** Requirement **
Using the listing, work out the number of lines where "without" shows up, and answer with that number alone.

** Source records **
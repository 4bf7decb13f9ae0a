use std::fmt::{Debug, Formatter};

use bit_set::BitSet;
use smallvec::SmallVec;

use crate::shape::{Cell, Shape};
use crate::slot::{ChangedCells, Slot};
use crate::word_list::{Word, WordList};
use crate::{Crossing, Direction, GlyphId, GridCoord, SlotId, WordId, MAX_SLOT_LENGTH};

/// Slot ids affected by an operation on another slot.
pub type AffectedSlots = SmallVec<[SlotId; MAX_SLOT_LENGTH]>;

/// The puzzle state for one node of the search tree: every slot with its live candidates, plus an
/// index from each cell to the slots running through it.
///
/// Cloning a grid copies every slot, so a clone can be narrowed freely without touching the
/// original. The word list is the only thing shared, and nothing mutates it.
#[derive(Clone)]
pub struct Grid<'a> {
    word_list: &'a WordList,
    width: usize,
    height: usize,

    /// Across slots first (by row, then column), then down slots (by column, then row). A slot's
    /// id is its index here.
    slots: Vec<Slot>,

    /// Row-major, one entry per cell: for each direction, the slot occupying the cell in that
    /// direction and the cell's position within it.
    crossing_index: Vec<[Option<Crossing>; 2]>,
}

impl Debug for Grid<'_> {
    fn fmt(&self, f: &mut Formatter<'_>) -> std::fmt::Result {
        f.debug_struct("Grid")
            .field("width", &self.width)
            .field("height", &self.height)
            .field("slots", &self.slots)
            .finish()
    }
}

impl<'a> Grid<'a> {
    /// Derive a grid's slots from an occupancy shape. Every maximal run of open cells at least
    /// `min_slot_length` long becomes a slot, whose candidates are the words of its length that
    /// agree with any letters pre-filled in the shape.
    pub fn new(word_list: &'a WordList, shape: &Shape, min_slot_length: usize) -> Grid<'a> {
        let (width, height) = (shape.width(), shape.height());
        let glyph_count = word_list.glyphs.len();

        let mut slots: Vec<Slot> = vec![];
        let mut crossing_index: Vec<[Option<Crossing>; 2]> = vec![[None; 2]; width * height];

        for direction in Direction::ALL {
            for cells in shape.runs(direction, min_slot_length) {
                let slot_id = slots.len();
                let words = word_list.words(cells.len());

                // A pre-filled letter that appears nowhere in the word list can't match any word,
                // which leaves the slot without candidates.
                let required: SmallVec<[Option<Option<GlyphId>>; MAX_SLOT_LENGTH]> = cells
                    .iter()
                    .map(|&coord| match shape.cell(coord) {
                        Cell::Open(Some(letter)) => Some(word_list.glyph_id(letter)),
                        _ => None,
                    })
                    .collect();

                let candidates: BitSet = (0..words.len())
                    .filter(|&word_id| {
                        required.iter().zip(&words[word_id].glyphs).all(|(required, &glyph)| {
                            match required {
                                Some(required_glyph) => *required_glyph == Some(glyph),
                                None => true,
                            }
                        })
                    })
                    .collect();

                for (cell_idx, &(x, y)) in cells.iter().enumerate() {
                    crossing_index[y * width + x][direction.index()] = Some(Crossing {
                        other_slot_id: slot_id,
                        other_slot_cell: cell_idx,
                    });
                }

                slots.push(Slot::new(slot_id, direction, cells, candidates, words, glyph_count));
            }
        }

        log::debug!("Built {}x{} grid with {} slots", width, height, slots.len());

        Grid { word_list, width, height, slots, crossing_index }
    }

    pub fn width(&self) -> usize {
        self.width
    }

    pub fn height(&self) -> usize {
        self.height
    }

    pub fn slots(&self) -> &[Slot] {
        &self.slots
    }

    pub fn slot(&self, slot_id: SlotId) -> &Slot {
        &self.slots[slot_id]
    }

    /// The word list bucket that the given slot's candidate ids index into.
    pub fn words_for(&self, slot_id: SlotId) -> &'a [Word] {
        self.word_list.words(self.slots[slot_id].length())
    }

    /// The slot occupying `coord` in `direction`, and the cell's position within it. Panics if the
    /// coordinate is outside the grid.
    pub fn occupant(&self, (x, y): GridCoord, direction: Direction) -> Option<Crossing> {
        assert!(x < self.width && y < self.height, "({}, {}) is outside the grid", x, y);
        self.crossing_index[y * self.width + x][direction.index()]
    }

    /// The id of the slot occupying `coord` in `direction`, if any.
    pub fn slot_at(&self, coord: GridCoord, direction: Direction) -> Option<SlotId> {
        self.occupant(coord, direction).map(|occupant| occupant.other_slot_id)
    }

    /// The slot starting exactly at `coord` in `direction`, if any.
    pub fn slot_starting_at(&self, coord: GridCoord, direction: Direction) -> Option<SlotId> {
        self.occupant(coord, direction)
            .filter(|occupant| occupant.other_slot_cell == 0)
            .map(|occupant| occupant.other_slot_id)
    }

    /// The slot crossing the given slot at `cell_idx`, and where that cell falls in it.
    pub fn crossing(&self, slot_id: SlotId, cell_idx: usize) -> Option<Crossing> {
        let slot = &self.slots[slot_id];
        self.occupant(slot.cells()[cell_idx], slot.direction().other())
    }

    /// Every slot crossing the given one, in cell order.
    pub fn crossing_slot_ids(&self, slot_id: SlotId) -> AffectedSlots {
        (0..self.slots[slot_id].length())
            .filter_map(|cell_idx| self.crossing(slot_id, cell_idx))
            .map(|crossing| crossing.other_slot_id)
            .collect()
    }

    fn crossings_at(&self, slot_id: SlotId, changed: &ChangedCells) -> AffectedSlots {
        changed
            .iter()
            .filter_map(|&cell_idx| self.crossing(slot_id, cell_idx))
            .map(|crossing| crossing.other_slot_id)
            .collect()
    }

    /// Remove every candidate of the slot with `glyph` at `cell_idx`.
    pub fn narrow(&mut self, slot_id: SlotId, cell_idx: usize, glyph: GlyphId) -> ChangedCells {
        let words = self.words_for(slot_id);
        self.slots[slot_id].narrow(words, cell_idx, glyph)
    }

    /// Remove every candidate of the slot with any of `glyphs` at `cell_idx`.
    pub fn narrow_all(&mut self, slot_id: SlotId, cell_idx: usize, glyphs: &BitSet) -> ChangedCells {
        let words = self.words_for(slot_id);
        self.slots[slot_id].narrow_all(words, cell_idx, glyphs)
    }

    /// Fix the slot to `word_id`, returning the crossing slots whose shared cell had more than one
    /// possible letter before.
    pub fn commit(&mut self, slot_id: SlotId, word_id: WordId) -> AffectedSlots {
        let words = self.words_for(slot_id);
        let changed = self.slots[slot_id].commit(words, word_id);
        self.crossings_at(slot_id, &changed)
    }

    /// Remove `word_id` from the slot's candidates, returning the crossing slots whose shared cell
    /// lost a possible letter.
    pub fn retract(&mut self, slot_id: SlotId, word_id: WordId) -> AffectedSlots {
        let words = self.words_for(slot_id);
        let changed = self.slots[slot_id].retract(words, word_id);
        self.crossings_at(slot_id, &changed)
    }

    /// Is every slot down to exactly one word?
    pub fn is_complete(&self) -> bool {
        self.slots.iter().all(Slot::is_resolved)
    }

    /// The word a slot resolved to, if it has.
    pub fn resolved_word(&self, slot_id: SlotId) -> Option<&'a Word> {
        self.slots[slot_id]
            .resolved_word_id()
            .map(|word_id| &self.words_for(slot_id)[word_id])
    }

    /// Is this cell part of any slot?
    pub fn is_covered(&self, coord: GridCoord) -> bool {
        Direction::ALL.iter().any(|&direction| self.occupant(coord, direction).is_some())
    }

    /// The glyph known to be in `coord`: the only letter some covering slot still allows there.
    pub fn glyph_at(&self, coord: GridCoord) -> Option<GlyphId> {
        Direction::ALL.iter().find_map(|&direction| {
            let occupant = self.occupant(coord, direction)?;
            let domain = self.slots[occupant.other_slot_id].letter_domain(occupant.other_slot_cell);
            if domain.len() == 1 {
                domain.iter().next()
            } else {
                None
            }
        })
    }

    pub fn letter_at(&self, coord: GridCoord) -> Option<char> {
        self.glyph_at(coord).map(|glyph| self.word_list.glyph(glyph))
    }

    /// The total number of candidates that still need to be eliminated before every slot is
    /// resolved. Useful as a progress measure.
    pub fn total_remaining_options(&self) -> usize {
        self.slots.iter().map(|slot| slot.candidate_count().saturating_sub(1)).sum()
    }
}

** Result of this task **
2